I installed drupal today and wanted to take advantage of Portage dependancy handling to have everything needed installed (my box did not have apache, PHP nor mySQL installed). While the drupal ebuild correctly pulled in PHP and apache2, the installation did not cause any database to be installed. This is a problem as a database is mandatory for drupal. I had to manually emerge MySQL. This issue was all the more problematic as I wanted Portage to do the job of dealing with database issues for me. Instead, I now have to handle all that myself (add users to the DB, create required tables, etc). This job should be handled by Portage here. Since drupal supports both PostgreSQL are MySQL, a virtual depend should be considered (sth like virtual/database). Note that installing MySQL does not change anything nor does the mysql USE flag. Reproducible: Always Steps to Reproduce: 1. Do not have MySQL installed (or unmerge it) 2. emerge -pv drupal 3. The output does not show that mySQL will be installed Looking at the ebuild, I see no dependancy on mySQL, only one on PHP (via virtual/php). Actual Results: Drupal was merged. MySQL did not. I will also have to handle the database job myself (adding drupal user to MysSQL, creating drupal tables, managing grants). Expected Results: MySQL should have been merged too + drupal DB user and drupal DB tables should have been created + proper grants should have been set on the tables.
You don't need a local database engine to use drupal, it can be a database on any other machine.
Granted. There should however exist an option to do the DB-related job on the database the user would provide the address to (and parameters as well).
Are you offering to author the needed changes to the ebuild? :)
I have a solution to this, I already posted a major change to the ebuild in BUG#100077, I can make it require mysql if the mysql use flag is set. Is this an acceptable solution? Also, I really need somebody to review my patches in that bug I listed to get them committed. The drupal ebuild really needs it and I put a lot of work into it and tested them pretty good.

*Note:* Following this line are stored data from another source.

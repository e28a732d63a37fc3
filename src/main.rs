//! Libros CFI - command-line tool for EPUB CFIs and reading locations

mod commands;

use anyhow::Result;
use clap::{Parser, Subcommand};
use tracing_subscriber::{layer::SubscriberExt, util::SubscriberInitExt};

use libros_cfi::config::Config;

/// Parse and validate the break size (must be at least 1)
fn parse_break_size(s: &str) -> Result<usize, String> {
    let n: usize = s.parse().map_err(|_| format!("'{}' is not a valid number", s))?;
    if n < 1 {
        Err("break size must be at least 1".to_string())
    } else {
        Ok(n)
    }
}

#[derive(Parser)]
#[command(name = "libros-cfi")]
#[command(author, version, about, long_about = None)]
struct Cli {
    /// Verbose output
    #[arg(short, long, global = true)]
    verbose: bool,

    #[command(subcommand)]
    command: Commands,
}

#[derive(Subcommand)]
enum Commands {
    /// Parse a CFI and print it as JSON
    Parse {
        /// CFI string
        cfi: String,
    },

    /// Compare two CFIs in reading order (prints -1, 0 or 1)
    Compare {
        /// First CFI string
        a: String,

        /// Second CFI string
        b: String,
    },

    /// Resolve a CFI against an (X)HTML content document
    Resolve {
        /// CFI string
        cfi: String,

        /// Content document path
        file: String,
    },

    /// Generate the locations index for content documents in spine order
    Locations {
        /// Content document paths, in spine order
        #[arg(required = true)]
        files: Vec<String>,

        /// Characters per location
        #[arg(short, long, value_parser = parse_break_size)]
        break_size: Option<usize>,
    },
}

#[tokio::main]
async fn main() -> Result<()> {
    let cli = Cli::parse();

    // Initialize tracing
    let default_filter = if cli.verbose {
        "libros_cfi=debug"
    } else {
        "libros_cfi=info"
    };

    tracing_subscriber::registry()
        .with(
            tracing_subscriber::EnvFilter::try_from_default_env()
                .unwrap_or_else(|_| default_filter.into()),
        )
        .with(tracing_subscriber::fmt::layer().with_writer(std::io::stderr))
        .init();

    // Load configuration
    dotenvy::dotenv().ok();

    let config = Config::from_env().unwrap_or_else(|e| {
        tracing::warn!("Failed to load config from env: {}, using defaults", e);
        Config::default()
    });

    match cli.command {
        Commands::Parse { cfi } => commands::parse(&cfi),

        Commands::Compare { a, b } => commands::compare(&a, &b),

        Commands::Resolve { cfi, file } => commands::resolve(&cfi, &file, &config),

        Commands::Locations { files, break_size } => {
            commands::locations(&files, break_size, &config).await
        }
    }
}

#[cfg(test)]
mod tests {
    use super::*;
    use clap::CommandFactory;

    #[test]
    fn test_cli_definition() {
        Cli::command().debug_assert();
    }

    #[test]
    fn test_compare_args_documented() {
        let mut cmd = Cli::command();
        let compare = cmd.find_subcommand_mut("compare").unwrap();
        let help = compare.render_help().to_string();
        assert!(help.contains("First CFI string"));
        assert!(help.contains("Second CFI string"));
    }
}
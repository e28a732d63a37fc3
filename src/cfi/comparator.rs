//! CFI Comparison and Ordering
//!
//! Implements comparison logic for CFIs to enable sorting annotations,
//! binary searching the locations index and determining reading order.
//!
//! Order is decided by spine position, then by the step indexes of the
//! start point (the common path followed by the range start), then by the
//! start offset. Step kinds and ID assertions do not take part. A path that
//! runs out of steps first sorts before the longer one.
//!
//! This order is not consistent with `Eq` on [`Cfi`], which also looks at
//! ID assertions, end points and assertions, so `Cfi` does not implement `Ord`.

use std::borrow::Cow;
use std::cmp::Ordering;

use super::parser::parse;
use super::types::*;

/// Anything that can be compared as a CFI: parsed addresses or wire strings
pub trait CfiLike {
    /// The parsed address, or `None` if the input is not a valid CFI
    fn as_cfi(&self) -> Option<Cow<'_, Cfi>>;
}

impl CfiLike for Cfi {
    fn as_cfi(&self) -> Option<Cow<'_, Cfi>> {
        Some(Cow::Borrowed(self))
    }
}

impl CfiLike for str {
    fn as_cfi(&self) -> Option<Cow<'_, Cfi>> {
        parse(self).ok().map(Cow::Owned)
    }
}

impl CfiLike for String {
    fn as_cfi(&self) -> Option<Cow<'_, Cfi>> {
        self.as_str().as_cfi()
    }
}

impl<T: CfiLike + ?Sized> CfiLike for &T {
    fn as_cfi(&self) -> Option<Cow<'_, Cfi>> {
        (**self).as_cfi()
    }
}

/// Compare two parsed CFIs in reading order
pub fn compare_cfi(a: &Cfi, b: &Cfi) -> Ordering {
    let spine = a.spine_pos().cmp(&b.spine_pos());
    if spine != Ordering::Equal {
        return spine;
    }

    let mut steps_b = b.start_steps();
    for step_a in a.start_steps() {
        let Some(step_b) = steps_b.next() else {
            return Ordering::Greater;
        };
        let cmp = step_a.index.cmp(&step_b.index);
        if cmp != Ordering::Equal {
            return cmp;
        }
    }

    // All steps in `a` match and `a` is less specific
    if steps_b.next().is_some() {
        return Ordering::Less;
    }

    let offset_a = a.start_terminal().offset.unwrap_or(0);
    let offset_b = b.start_terminal().offset.unwrap_or(0);
    offset_a.cmp(&offset_b)
}

/// Compare two CFIs given as parsed addresses or strings.
///
/// Strings are parsed on the fly. An invalid CFI sorts before every valid
/// one, and two invalid CFIs compare equal.
pub fn compare<A, B>(a: A, b: B) -> Ordering
where
    A: CfiLike,
    B: CfiLike,
{
    match (a.as_cfi(), b.as_cfi()) {
        (Some(a), Some(b)) => compare_cfi(&a, &b),
        (None, Some(_)) => Ordering::Less,
        (Some(_), None) => Ordering::Greater,
        (None, None) => Ordering::Equal,
    }
}

/// Determine if CFI `a` comes before CFI `b` in reading order
pub fn is_before(a: &Cfi, b: &Cfi) -> bool {
    compare_cfi(a, b) == Ordering::Less
}

/// Determine if CFI `a` comes after CFI `b` in reading order
pub fn is_after(a: &Cfi, b: &Cfi) -> bool {
    compare_cfi(a, b) == Ordering::Greater
}

/// Check if a CFI falls within a range (inclusive)
pub fn is_in_range(cfi: &Cfi, start: &Cfi, end: &Cfi) -> bool {
    compare_cfi(cfi, start) != Ordering::Less && compare_cfi(cfi, end) != Ordering::Greater
}

/// Compare two CFI strings, returning their ordering
/// Returns None if either CFI is invalid
pub fn compare_cfi_strings(a: &str, b: &str) -> Option<Ordering> {
    let cfi_a = parse(a).ok()?;
    let cfi_b = parse(b).ok()?;
    Some(compare_cfi(&cfi_a, &cfi_b))
}

#[cfg(test)]
mod tests {
    use super::*;
    use proptest::prelude::*;

    fn cfi(s: &str) -> Cfi {
        parse(s).unwrap()
    }

    #[test]
    fn test_cfi_ordering_same_steps() {
        let a = cfi("epubcfi(/6/4!/4/2:0)");
        let b = cfi("epubcfi(/6/4!/4/2:5)");

        assert_eq!(compare(&a, &b), Ordering::Less);
        assert!(is_before(&a, &b));
        assert!(is_after(&b, &a));
    }

    #[test]
    fn test_cfi_ordering_different_spine() {
        assert_eq!(
            compare("epubcfi(/6/2!/4/2:0)", "epubcfi(/6/4!/4/2:0)"),
            Ordering::Less
        );
        // Spine wins over deeper steps
        assert_eq!(
            compare("epubcfi(/6/2!/4/40/2:900)", "epubcfi(/6/4!/2)"),
            Ordering::Less
        );
    }

    #[test]
    fn test_cfi_ordering_different_elements() {
        assert_eq!(
            compare("epubcfi(/6/4!/4/2)", "epubcfi(/6/4!/4/4)"),
            Ordering::Less
        );
    }

    #[test]
    fn test_cfi_ordering_nested_depth() {
        // Shallower prefix comes before the deeper path, whatever the offsets
        assert_eq!(
            compare("epubcfi(/6/4!/4/2:99)", "epubcfi(/6/4!/4/2/1:0)"),
            Ordering::Less
        );
        assert_eq!(
            compare("epubcfi(/6/4!/4/2/1:0)", "epubcfi(/6/4!/4/2:99)"),
            Ordering::Greater
        );
    }

    #[test]
    fn test_kind_and_id_are_ignored() {
        // /3 (text 1) and /4 (element 1) share index 1
        assert_eq!(
            compare("epubcfi(/6/4!/4/3:2)", "epubcfi(/6/4[x]!/4[body]/4:2)"),
            Ordering::Equal
        );
    }

    #[test]
    fn test_range_uses_start() {
        let range = "epubcfi(/6/4!/4/10,/2/1:1,/3:4)";
        assert_eq!(compare(range, "epubcfi(/6/4!/4/10/2/1:1)"), Ordering::Equal);
        assert_eq!(compare(range, "epubcfi(/6/4!/4/10/2/1:2)"), Ordering::Less);
        assert_eq!(compare(range, "epubcfi(/6/4!/4/10/3:0)"), Ordering::Less);
    }

    #[test]
    fn test_missing_offset_counts_as_zero() {
        assert_eq!(
            compare("epubcfi(/6/4!/4/2/1)", "epubcfi(/6/4!/4/2/1:0)"),
            Ordering::Equal
        );
    }

    #[test]
    fn test_cfi_equality() {
        let a = cfi("epubcfi(/6/4!/4/2/1:42)");
        let b = cfi("epubcfi(/6/4!/4/2/1:42)");

        assert_eq!(a, b);
        assert_eq!(compare_cfi(&a, &b), Ordering::Equal);
    }

    #[test]
    fn test_cfi_in_range() {
        let start = cfi("epubcfi(/6/4!/4/2/1:0)");
        let end = cfi("epubcfi(/6/4!/4/2/1:100)");
        let middle = cfi("epubcfi(/6/4!/4/2/1:50)");
        let outside = cfi("epubcfi(/6/4!/4/2/1:150)");

        assert!(is_in_range(&middle, &start, &end));
        assert!(is_in_range(&start, &start, &end));
        assert!(!is_in_range(&outside, &start, &end));
    }

    #[test]
    fn test_sort_cfis() {
        let mut cfis = vec![
            "epubcfi(/6/8!/4/2/1:50)",
            "epubcfi(/6/4!/4/2/1:10)",
            "epubcfi(/6/6!/4/2/1:30)",
            "epubcfi(/6/4!/4/2/1:5)",
        ];

        cfis.sort_by(|a, b| compare(a, b));

        assert_eq!(
            cfis,
            vec![
                "epubcfi(/6/4!/4/2/1:5)",
                "epubcfi(/6/4!/4/2/1:10)",
                "epubcfi(/6/6!/4/2/1:30)",
                "epubcfi(/6/8!/4/2/1:50)",
            ]
        );
    }

    #[test]
    fn test_invalid_sorts_first() {
        assert_eq!(compare("garbage", "epubcfi(/6/2!/4)"), Ordering::Less);
        assert_eq!(compare("epubcfi(/6/2!/4)", ""), Ordering::Greater);
        assert_eq!(compare("", "garbage"), Ordering::Equal);
    }

    #[test]
    fn test_compare_cfi_strings() {
        assert_eq!(
            compare_cfi_strings("epubcfi(/6/4!/4/2/1:10)", "epubcfi(/6/4!/4/2/1:20)"),
            Some(Ordering::Less)
        );

        assert_eq!(compare_cfi_strings("invalid", "epubcfi(/6/4!/4/2)"), None);
    }

    fn small_step() -> impl Strategy<Value = Step> {
        (any::<bool>(), 0usize..3).prop_map(|(text, index)| {
            if text {
                Step::text(index)
            } else {
                Step::element(index)
            }
        })
    }

    fn small_segment() -> impl Strategy<Value = Segment> {
        (
            proptest::collection::vec(small_step(), 0..3),
            proptest::option::of(0usize..4),
        )
            .prop_map(|(steps, offset)| {
                let mut segment = Segment::with_steps(steps);
                segment.terminal.offset = offset;
                segment
            })
    }

    fn small_cfi() -> impl Strategy<Value = Cfi> {
        (
            0usize..3,
            small_segment(),
            proptest::option::of((small_segment(), small_segment())),
        )
            .prop_map(|(spine, path, range)| {
                let base = Segment::with_steps(vec![Step::element(2), Step::element(spine)]);
                match range {
                    Some((start, end)) => {
                        let path = Segment::with_steps(path.steps);
                        Cfi::with_range(base, path, CfiRange { start, end })
                    }
                    None => Cfi::new(base, path),
                }
            })
    }

    proptest! {
        #[test]
        fn prop_compare_is_antisymmetric(a in small_cfi(), b in small_cfi()) {
            prop_assert_eq!(compare_cfi(&a, &b), compare_cfi(&b, &a).reverse());
        }

        #[test]
        fn prop_compare_is_transitive(a in small_cfi(), b in small_cfi(), c in small_cfi()) {
            if compare_cfi(&a, &b) != Ordering::Greater && compare_cfi(&b, &c) != Ordering::Greater {
                prop_assert_ne!(compare_cfi(&a, &c), Ordering::Greater);
            }
        }

        #[test]
        fn prop_compare_string_matches_parsed(a in small_cfi(), b in small_cfi()) {
            prop_assert_eq!(compare(a.to_string(), b.to_string()), compare_cfi(&a, &b));
        }
    }
}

Hello, Caleb : no, sorry. I am not sufficiently knowledgeable into portage/ebuild programming to offer to author the changes myself. Brandyn : your ebuild in bug#10077 looks good. Thanks for patching the postinstall file as well, this will help me do the DB-related stuff by hand. I can also test the ebuild if you need it.
Hi, I have a simpler fix for that where I change RDEPEND so that at least either mysql or postgresql is insatlled before we install the system. I can add apache to RDEPEND too. RDEPEND states the dependencies that are required during run time of the application vs DEPEND which are dependencies that are required for the compilation of the application. Hope this sits well with you, and excuse me for the tardiness.
Thanks for the update. The RDEPEND fix is a good idea; however, as Jakub pointed out, the database could be be on another machine. The RDEPEND thing would fail, with no valid reason for it. How about adding some small script/post-install step that would, if a local DB is available, do the DB-related tasks automatically? My point was that there is no documentation nor help to finish the installation if the DB is available on the machine. The user has to do that himself (this requires reading instructions about drupal, etc). Reopening as the fix is not satisfactory. The DB could well be on another machine yet the ebuild would mandate that there is a local installation of either mySQL/Postgres. I cannot comment more on the solution : could you attach your proposed ebuild/patch? Thanks.